# [Required action]
Check each line of the data, and copy those where "denotes" appears.

※ ※ ※

#[cfg(test)]
mod tests {
    use crate::{prelude::*, tests::ends_in_one};

    fn e(p: &str, a: char, q: &str) -> (State, Symbol, State) {
        (p.to_string(), a, q.to_string())
    }

    #[test_log::test]
    fn ends_in_one_accepts() {
        let dfa = ends_in_one();
        let trace = dfa.validate_string("101").unwrap();
        assert!(trace.accepted());
        assert_eq!(trace.path(), ["q0", "q1", "q0", "q1"]);
        assert_eq!(
            trace.edges(),
            [e("q0", '1', "q1"), e("q1", '0', "q0"), e("q0", '1', "q1")]
        );
        assert_eq!(trace.show(), "q0 -> q1 -> q0 -> q1");

        let trace = dfa.validate_string("10").unwrap();
        assert!(!trace.accepted());
        assert_eq!(trace.path(), ["q0", "q1", "q0"]);
        assert_eq!(trace.reached(), "q0");
    }

    #[test]
    fn empty_input_stays_initial() {
        let dfa = ends_in_one();
        let (accepted, path, edges) = dfa.validate_string("").unwrap().into_parts();
        assert!(!accepted);
        assert_eq!(path, vec!["q0".to_string()]);
        assert!(edges.is_empty());
    }

    #[test]
    fn invalid_symbol_is_an_error() {
        let dfa = ends_in_one();
        assert_eq!(
            dfa.validate_string("12"),
            Err(InvalidSymbolError {
                symbol: '2',
                position: 1
            })
        );
        assert_eq!(
            dfa.accepts("x1"),
            Err(InvalidSymbolError {
                symbol: 'x',
                position: 0
            })
        );
    }

    #[test]
    fn trace_lengths_and_determinism() {
        let dfa = ends_in_one();
        for input in ["", "0", "1", "0110", "1111111", "0101010101010"] {
            let trace = dfa.validate_string(input).unwrap();
            assert_eq!(trace.path().len(), input.len() + 1);
            assert_eq!(trace.edges().len(), input.len());
            assert_eq!(trace.accepted(), input.ends_with('1'));
            for (i, (p, _, q)) in trace.edges().iter().enumerate() {
                assert_eq!(p, &trace.path()[i]);
                assert_eq!(q, &trace.path()[i + 1]);
            }
            assert_eq!(dfa.validate_string(input).unwrap(), trace);
        }
    }

    #[test]
    fn accessors() {
        let dfa = ends_in_one();
        assert_eq!(dfa.size(), 2);
        assert_eq!(dfa.initial_state(), "q0");
        assert_eq!(dfa.final_states().collect::<Vec<_>>(), ["q1"]);
        let q1 = dfa.state_index("q1").unwrap();
        assert_eq!(dfa.successor(q1, '0'), dfa.state_index("q0"));
        assert_eq!(dfa.successor(q1, '2'), None);
        assert_eq!(dfa.transitions().count(), 4);
    }

    #[test]
    fn shared_between_threads() {
        let dfa = std::sync::Arc::new(ends_in_one());
        let handles = (0..4)
            .map(|_| {
                let dfa = std::sync::Arc::clone(&dfa);
                std::thread::spawn(move || dfa.accepts("0011").unwrap())
            })
            .collect::<Vec<_>>();
        for handle in handles {
            assert!(handle.join().unwrap());
        }
    }

    #[test]
    fn groups_parallel_edges() {
        let dfa = Definition::default()
            .with_alphabet(expand_symbols("0-9, a").unwrap())
            .with_states(["s", "t"])
            .with_initial("s")
            .with_finals(["t"])
            .with_range_transition("s", "0-4", "s")
            .unwrap()
            .with_range_transition("s", "5-9", "t")
            .unwrap()
            .with_transition("s", 'a', "t")
            .with_range_transition("t", "0-9,a", "t")
            .unwrap()
            .validate()
            .unwrap();

        let groups = dfa
            .edge_groups()
            .into_iter()
            .map(|g| (g.source, g.target, g.label))
            .collect::<Vec<_>>();
        assert_eq!(
            groups,
            vec![
                ("s".to_string(), "s".to_string(), "0-4".to_string()),
                ("s".to_string(), "t".to_string(), "5-9,a".to_string()),
                ("t".to_string(), "t".to_string(), "0-9,a".to_string()),
            ]
        );
    }

    #[test]
    fn edge_groups_order_targets_by_name() {
        let dfa = Definition::default()
            .with_alphabet(['a', 'b', 'c'])
            .with_states(["s", "z", "m"])
            .with_initial("s")
            .with_transitions([("s", 'a', "z"), ("s", 'b', "m"), ("s", 'c', "s")])
            .with_range_transition("z", "a-c", "z")
            .unwrap()
            .with_range_transition("m", "a-c", "m")
            .unwrap()
            .validate()
            .unwrap();

        let groups = dfa
            .edge_groups()
            .into_iter()
            .map(|g| (g.source, g.target, g.label))
            .collect::<Vec<_>>();
        let expected = [
            ("s", "m", "b"),
            ("s", "s", "c"),
            ("s", "z", "a"),
            ("z", "z", "a-c"),
            ("m", "m", "a-c"),
        ]
        .map(|(p, q, l)| (p.to_string(), q.to_string(), l.to_string()));
        assert_eq!(groups, expected);
    }

    #[test]
    fn renders_transition_table() {
        let table = ends_in_one().transition_table();
        assert!(table.contains("->q0"));
        assert!(table.contains("*q1"));
        assert!(table.contains("State"));

        let row = table.lines().find(|line| line.contains("->q0")).unwrap();
        let cells = row
            .split('│')
            .map(str::trim)
            .filter(|cell| !cell.is_empty())
            .collect::<Vec<_>>();
        assert_eq!(cells, ["->q0", "q0", "q1"]);
    }
}
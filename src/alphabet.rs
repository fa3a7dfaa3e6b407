use std::collections::BTreeSet;

use itertools::Itertools;
use tracing::trace;

use crate::{error::SymbolListError, Set, Show};

/// A single symbol of an alphabet. Symbols are ordered by their code point, this order is only
/// used for presentation and never influences the execution of an automaton.
pub type Symbol = char;

/// Represents a finite alphabet where each [`Symbol`] is a single `char`. The symbols are kept
/// sorted and free of duplicates, membership queries take expected constant time.
///
/// # Example
/// ```
/// use dfa_trace::prelude::*;
///
/// let alphabet = Alphabet::from_iter(['b', 'a', 'b']);
/// assert_eq!(alphabet.size(), 2);
/// assert_eq!(alphabet.universe().collect::<Vec<_>>(), vec!['a', 'b']);
/// assert!(alphabet.contains('a'));
/// assert!(!alphabet.contains('c'));
/// ```
#[derive(Clone, Debug, Default, PartialEq, Eq)]
pub struct Alphabet {
    symbols: Vec<Symbol>,
    lookup: Set<Symbol>,
}

impl Alphabet {
    /// Parses an alphabet given in range notation, see [`expand_symbols`].
    pub fn parse(input: &str) -> Result<Self, SymbolListError> {
        Ok(expand_symbols(input)?.into_iter().collect())
    }

    /// Returns the number of symbols.
    pub fn size(&self) -> usize {
        self.symbols.len()
    }

    /// Returns true if and only if the alphabet has no symbols.
    pub fn is_empty(&self) -> bool {
        self.symbols.is_empty()
    }

    /// Returns true if and only if `symbol` belongs to the alphabet.
    pub fn contains(&self, symbol: Symbol) -> bool {
        self.lookup.contains(&symbol)
    }

    /// Iterates over all symbols in ascending order.
    pub fn universe(&self) -> impl Iterator<Item = Symbol> + '_ {
        self.symbols.iter().copied()
    }

    /// Returns the position of `symbol` in the ascending order of all symbols.
    pub fn position(&self, symbol: Symbol) -> Option<usize> {
        self.symbols.binary_search(&symbol).ok()
    }
}

impl FromIterator<Symbol> for Alphabet {
    fn from_iter<T: IntoIterator<Item = Symbol>>(iter: T) -> Self {
        let symbols: Vec<_> = iter.into_iter().unique().sorted().collect();
        let lookup = symbols.iter().copied().collect();
        Self { symbols, lookup }
    }
}

impl Show for Alphabet {
    fn show(&self) -> String {
        format!("{{{}}}", self.symbols.iter().join(", "))
    }
}

/// Expands a list of symbols and ranges into the individual symbols it denotes. This is the
/// inverse of [`crate::compress::compress_symbols`].
///
/// Commas and whitespace separate the parts of the list. A part consisting of exactly three
/// characters with a `-` in the middle, like `a-z`, is a range and denotes all symbols from the
/// first to the last character (both inclusive). Any other part denotes each of its characters,
/// so `abc` gives `a`, `b` and `c`, and a lone `-` is just the symbol `-`.
///
/// The result is sorted and free of duplicates.
///
/// # Example
/// ```
/// use dfa_trace::prelude::*;
///
/// assert_eq!(expand_symbols("0-3, _").unwrap(), vec!['0', '1', '2', '3', '_']);
/// assert!(expand_symbols("z-a").is_err());
/// ```
pub fn expand_symbols(input: &str) -> Result<Vec<Symbol>, SymbolListError> {
    let mut out = BTreeSet::new();

    for part in input
        .split(|c: char| c == ',' || c.is_whitespace())
        .filter(|part| !part.is_empty())
    {
        let chars = part.chars().collect_vec();
        match chars.as_slice() {
            [start, '-', end] => {
                if start > end {
                    return Err(SymbolListError::DescendingRange(*start, *end));
                }
                trace!("expanding range {start}-{end}");
                out.extend(*start..=*end);
            }
            _ => out.extend(chars),
        }
    }

    if out.is_empty() {
        return Err(SymbolListError::Empty);
    }
    Ok(out.into_iter().collect())
}
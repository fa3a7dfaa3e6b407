#![allow(missing_docs)]

use itertools::Itertools;
use thiserror::Error;

use crate::{alphabet::Symbol, State};

/// Errors that can occur while expanding a list of symbols and ranges such as `a-z, 0-9, _`.
#[derive(Debug, Clone, Error, PartialEq, Eq)]
pub enum SymbolListError {
    #[error("invalid range `{0}-{1}`, start lies after end")]
    DescendingRange(Symbol, Symbol),
    #[error("symbol list does not contain any symbol")]
    Empty,
}

/// Structural problems in a textual definition, independent of what the definition means.
#[derive(Debug, Clone, Error, PartialEq, Eq)]
pub enum MalformedDefinition {
    #[error("line {line}: section `{section}` is declared more than once")]
    DuplicateSection { line: usize, section: String },
    #[error("missing `{0}` section")]
    MissingSection(&'static str),
    #[error("line {line}: unknown section `{section}`")]
    UnknownSection { line: usize, section: String },
    #[error("line {line}: expected `SECTION: value`, found `{content}`")]
    ExpectedSection { line: usize, content: String },
    #[error("line {line}: expected `<source> <symbol-or-range> <destination>`, found `{content}`")]
    InvalidTransition { line: usize, content: String },
    #[error("line {line}: `{section}` requires a value")]
    EmptySection { line: usize, section: String },
    #[error("line {line}: {source}")]
    SymbolList {
        line: usize,
        #[source]
        source: SymbolListError,
    },
    #[error("no states are declared")]
    NoStates,
    #[error("the alphabet is empty")]
    EmptyAlphabet,
}

/// A single problem with a candidate definition, as detected by [`crate::Definition::validate`].
#[derive(Debug, Clone, Error, PartialEq, Eq)]
pub enum DefinitionError {
    #[error(transparent)]
    Malformed(#[from] MalformedDefinition),
    #[error("{role} `{state}` is not a declared state")]
    UndeclaredState { state: State, role: StateRole },
    #[error("transition `{origin} {symbol} {target}` uses symbol `{symbol}`, which is not in the alphabet")]
    UndeclaredSymbol {
        origin: State,
        symbol: Symbol,
        target: State,
    },
    #[error("missing transitions for {}", .missing.iter().map(|(q, a)| format!("({q}, {a})")).join(", "))]
    IncompleteTransitions { missing: Vec<(State, Symbol)> },
    #[error("conflicting transitions from `{state}` on `{symbol}`: to `{first}` and to `{second}`")]
    ConflictingTransition {
        state: State,
        symbol: Symbol,
        first: State,
        second: State,
    },
}

/// The place in which a state is referenced, used to point at the offending part of a definition.
#[derive(Debug, Clone, Copy, PartialEq, Eq, Hash)]
pub enum StateRole {
    Initial,
    Final,
    Source,
    Target,
}

impl std::fmt::Display for StateRole {
    fn fmt(&self, f: &mut std::fmt::Formatter<'_>) -> std::fmt::Result {
        write!(
            f,
            "{}",
            match self {
                StateRole::Initial => "initial state",
                StateRole::Final => "final state",
                StateRole::Source => "transition source",
                StateRole::Target => "transition target",
            }
        )
    }
}

/// Collects every [`DefinitionError`] that a single validation pass has found. The contained
/// list is never empty.
#[derive(Debug, Clone, Error, PartialEq, Eq)]
#[error("invalid definition: {}", .errors.iter().join("; "))]
pub struct InvalidDefinition {
    errors: Vec<DefinitionError>,
}

impl InvalidDefinition {
    pub(crate) fn new(errors: Vec<DefinitionError>) -> Self {
        debug_assert!(!errors.is_empty());
        Self { errors }
    }

    /// Returns all problems in the order in which they were detected.
    pub fn errors(&self) -> &[DefinitionError] {
        &self.errors
    }

    /// Consumes `self` and returns the list of problems.
    pub fn into_errors(self) -> Vec<DefinitionError> {
        self.errors
    }
}

impl From<MalformedDefinition> for InvalidDefinition {
    fn from(value: MalformedDefinition) -> Self {
        Self::new(vec![value.into()])
    }
}

/// Raised when an input contains a symbol outside of the alphabet. Such an input is neither
/// accepted nor rejected, the execution stops at `position`.
#[derive(Debug, Clone, Copy, Error, PartialEq, Eq)]
#[error("symbol `{symbol}` at position {position} is not in the alphabet")]
pub struct InvalidSymbolError {
    pub symbol: Symbol,
    pub position: usize,
}

/// Everything that can go wrong when obtaining an automaton from a textual definition.
#[derive(Debug, Error)]
pub enum LoadError {
    #[error("could not read definition: {0}")]
    Io(#[from] std::io::Error),
    #[error("definition file not found: {0}")]
    NotFound(String),
    #[error("malformed definition: {0}")]
    Malformed(#[from] MalformedDefinition),
    #[error(transparent)]
    Invalid(#[from] InvalidDefinition),
}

※ ※ ※

# [Result of this exercise]
/// Expands a list of symbols and ranges into the individual symbols it denotes. This is the
/// characters with a `-` in the middle, like `a-z`, is a range and denotes all symbols from the
/// first to the last character (both inclusive). Any other part denotes each of its characters,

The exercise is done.